There is growing recognition within the organisation that the old methods of motivation through promotions and job title inflation don’t work.
- For a start, the organisation wants a flat structure which means it doesn’t have many promotions to offer.
- Another issue is that younger members of staff are more interested in the ability to pursue their interests than they are in increasing levels of status and assigned responsibility.
There is an increasing cynicism about the benefits of greater responsibility. Staff are happy to take responsibility in areas where they wish to grow their experience and skills but rising through the ranks to be responsible for increasing numbers of people is not a guarantee of motivation.
The current structure of the organisation is a typical hierarchy with a silo mentality. Staff communicate well within departments, but their loyalty is too often to their area of the business rather than being focused on the customer. Customer need is met by multiple departments but there is little cross functional cooperation. Key Performance Indicators and other metrics are often based on departmental performance (not customer satisfaction) which reinforces this territorial mentality.
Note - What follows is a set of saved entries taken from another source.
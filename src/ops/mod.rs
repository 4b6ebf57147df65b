//! File operations: whole-file text helpers, fixed-layout record files,
//! chunked copying, and file info queries.
//!
//! Every function here is synchronous and blocking, opens at most two file
//! handles for its own duration, and releases them on every exit path. No
//! state is shared across calls; concurrent external modification of a file
//! mid-operation is out of scope.

pub mod binary;
pub mod copy;
pub mod info;
pub mod text;

pub use binary::{read_i32, read_record, read_records, write_i32, write_record};
pub use copy::{copy_file, copy_file_verified, copy_file_with_chunk_size, verify_copy, DEFAULT_CHUNK_SIZE};
pub use info::{file_info, file_size, format_file_size, format_timestamp, FileInfo};
pub use text::{append_line, append_log_entry, read_text, write_text};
This isn’t a surprise. In hierarchical structures staff are confronted by barriers telling them not to step outside of their area of responsibility. They have a clearly defined role, constrained by the role definitions of their superiors, their peers and subordinates. So where is the incentive to learn new skills and have new experiences that takes their thinking outside of their area? In a hierarchy, working outside of your remit runs the risk of challenging the authority of colleagues, stepping on their toes and creating a combative atmosphere.
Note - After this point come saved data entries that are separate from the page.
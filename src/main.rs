use clap::{Parser, Subcommand};
use log::info;
use recfile::record::{Record, ScaledDecimal};
use recfile::{ops, VERSION};
use std::path::Path;

#[derive(Parser)]
#[command(name = "recfile")]
#[command(version = VERSION)]
#[command(about = "Fixed-layout record files and elementary file I/O helpers")]
struct Cli {
    #[command(subcommand)]
    command: Commands,

    /// Enable verbose logging
    #[arg(short, long)]
    verbose: bool,
}

#[derive(Subcommand)]
enum Commands {
    /// Run the demonstration sequence
    Demo,

    /// Show system information
    Info,
}

fn main() -> Result<(), Box<dyn std::error::Error>> {
    let cli = Cli::parse();

    // Initialize logging
    if cli.verbose {
        unsafe { std::env::set_var("RUST_LOG", "debug") };
    } else {
        unsafe { std::env::set_var("RUST_LOG", "info") };
    }

    recfile::init()?;

    match cli.command {
        Commands::Demo => run_demo(),
        Commands::Info => show_info(),
    }

    Ok(())
}

/// Run every example once, working-directory relative. Each step reports a
/// failure and moves on to the next unrelated example rather than aborting.
fn run_demo() {
    info!("Running recfile demonstration");

    println!("recfile demonstration");
    println!("=====================");

    demo_write_text();
    demo_read_text();
    demo_write_record();
    demo_read_record();
    demo_append();
    demo_copy();
    demo_file_info();

    println!("\nAll examples completed.");
}

fn demo_write_text() {
    println!("\n--- Example 1: write text ---");
    let path = Path::new("example1.txt");
    let message = "Hello, this is my first recfile example!";
    match ops::write_text(path, message) {
        Ok(()) => {
            println!("✓ Written to {}", path.display());
            println!("  Message: {message}");
            println!("  Bytes written: {}", message.len());
        }
        Err(e) => println!("✗ Write failed: {e}"),
    }
}

fn demo_read_text() {
    println!("\n--- Example 2: read text ---");
    let path = Path::new("example1.txt");
    match ops::read_text(path) {
        Ok(message) => {
            println!("✓ Read from {}", path.display());
            println!("  Message: {message}");
            println!("  Bytes read: {}", message.len());
        }
        Err(e) => println!("✗ Read failed: {e}"),
    }
}

fn demo_write_record() {
    println!("\n--- Example 3: write binary record ---");
    let path = Path::new("numbers.dat");
    // 99.99 as a scaled decimal: mantissa 9999, scale 2
    let amount = match ScaledDecimal::new(9999, false, 2) {
        Ok(amount) => amount,
        Err(e) => {
            println!("✗ Building decimal failed: {e}");
            return;
        }
    };
    let record = Record::new(12345, amount, true);
    match ops::write_record(path, &record) {
        Ok(()) => {
            println!("✓ Record written to {}", path.display());
            println!("  Integer: {}", record.id);
            println!("  Decimal: {}", record.amount);
            println!("  Boolean: {}", record.active);
        }
        Err(e) => println!("✗ Write failed: {e}"),
    }
}

fn demo_read_record() {
    println!("\n--- Example 4: read binary record ---");
    let path = Path::new("numbers.dat");
    match ops::read_record(path) {
        Ok(record) => {
            println!("✓ Record read from {}", path.display());
            println!("  Integer: {}", record.id);
            println!("  Decimal: {}", record.amount);
            println!("  Boolean: {}", record.active);
        }
        Err(e) => println!("✗ Read failed: {e}"),
    }
}

fn demo_append() {
    println!("\n--- Example 5: append to file ---");
    let path = Path::new("log.txt");
    match ops::append_log_entry(path, "New log entry added") {
        Ok(()) => println!("✓ Appended to {}", path.display()),
        Err(e) => {
            println!("✗ Append failed: {e}");
            return;
        }
    }
    match ops::read_text(path) {
        Ok(content) => {
            println!("  Current file contents:");
            for line in content.lines() {
                println!("  {line}");
            }
        }
        Err(e) => println!("✗ Readback failed: {e}"),
    }
}

fn demo_copy() {
    println!("\n--- Example 6: copy file ---");
    let src = Path::new("example1.txt");
    let dst = Path::new("example1_copy.txt");
    match ops::copy_file_verified(src, dst, ops::DEFAULT_CHUNK_SIZE) {
        Ok(copied) => {
            println!("✓ Copied {} -> {}", src.display(), dst.display());
            println!("  Bytes copied: {copied}");
            println!("✓ Copy verified, files are identical");
        }
        Err(e) => println!("✗ Copy failed: {e}"),
    }
}

fn demo_file_info() {
    println!("\n--- Example 7: file info ---");
    for name in ["example1.txt", "numbers.dat", "log.txt", "example1_copy.txt"] {
        let path = Path::new(name);
        match ops::file_info(path) {
            Ok(info) => {
                println!("  {name}");
                println!("    Size: {}", ops::format_file_size(info.size));
                println!("    Modified: {}", ops::format_timestamp(info.modified));
                if let Some(created) = info.created {
                    println!("    Created: {}", ops::format_timestamp(created));
                }
            }
            Err(e) => println!("  {name}: {e}"),
        }
    }
}

fn show_info() {
    println!("recfile - Fixed-layout record files and elementary file I/O helpers");
    println!("Version: {VERSION}");
    println!();
    println!("Usage:");
    println!("  recfile demo    - Run the demonstration sequence");
    println!("  recfile info    - Show this information");
}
The very definition of superiors and subordinates is also problematic. It implies that contribution is more valuable the more senior someone is. But in a true agile culture there is recognition that seniority conveys different responsibilities but that they are no more or less valuable than others. For example, I am currently working with a hospital group who recognise that all staff are part of the medical solution whether they are surgeons who operate or cleaners that are part of the infection control solution.
This structure also restricts the inflow of information from external sources. The hierarchy encourages an inward looking approach, concerning itself with the current and future positions of staff within the existing structure. Where is the impetus to learn from others and open up the conversation to do things differently?
Creating a learning organisation means changing the structure that the current culture is based upon. What is needed is a more agile structure, using cross functional teams, where individuals are encouraged (and expected) to take responsibility for originating and implementing new ideas and improvements.
Metrics are based on the achievement of the team, not on individual performance or departmental efficiencies or cost cutting. This requires a re- think to how budgets are calculated and how resources are allocated. We need to shift from basing decisions on how the silos operate to providing what is needed to successfully deliver individual initiatives.
Expecting to achieve the benefits of a learning organisation by changing surface elements e.g. allocating a couple of hours a week to new ideas, or giving staff the freedom to create their own learning and development plans is not enough. There has to be a real change in how the organisation is structured if we are to encourage self-motivation and personal responsibility. Innovation is self-directed. It starts with an individual having the willingness to share their ideas. Is that really going to happen in a tightly controlled hierarchy?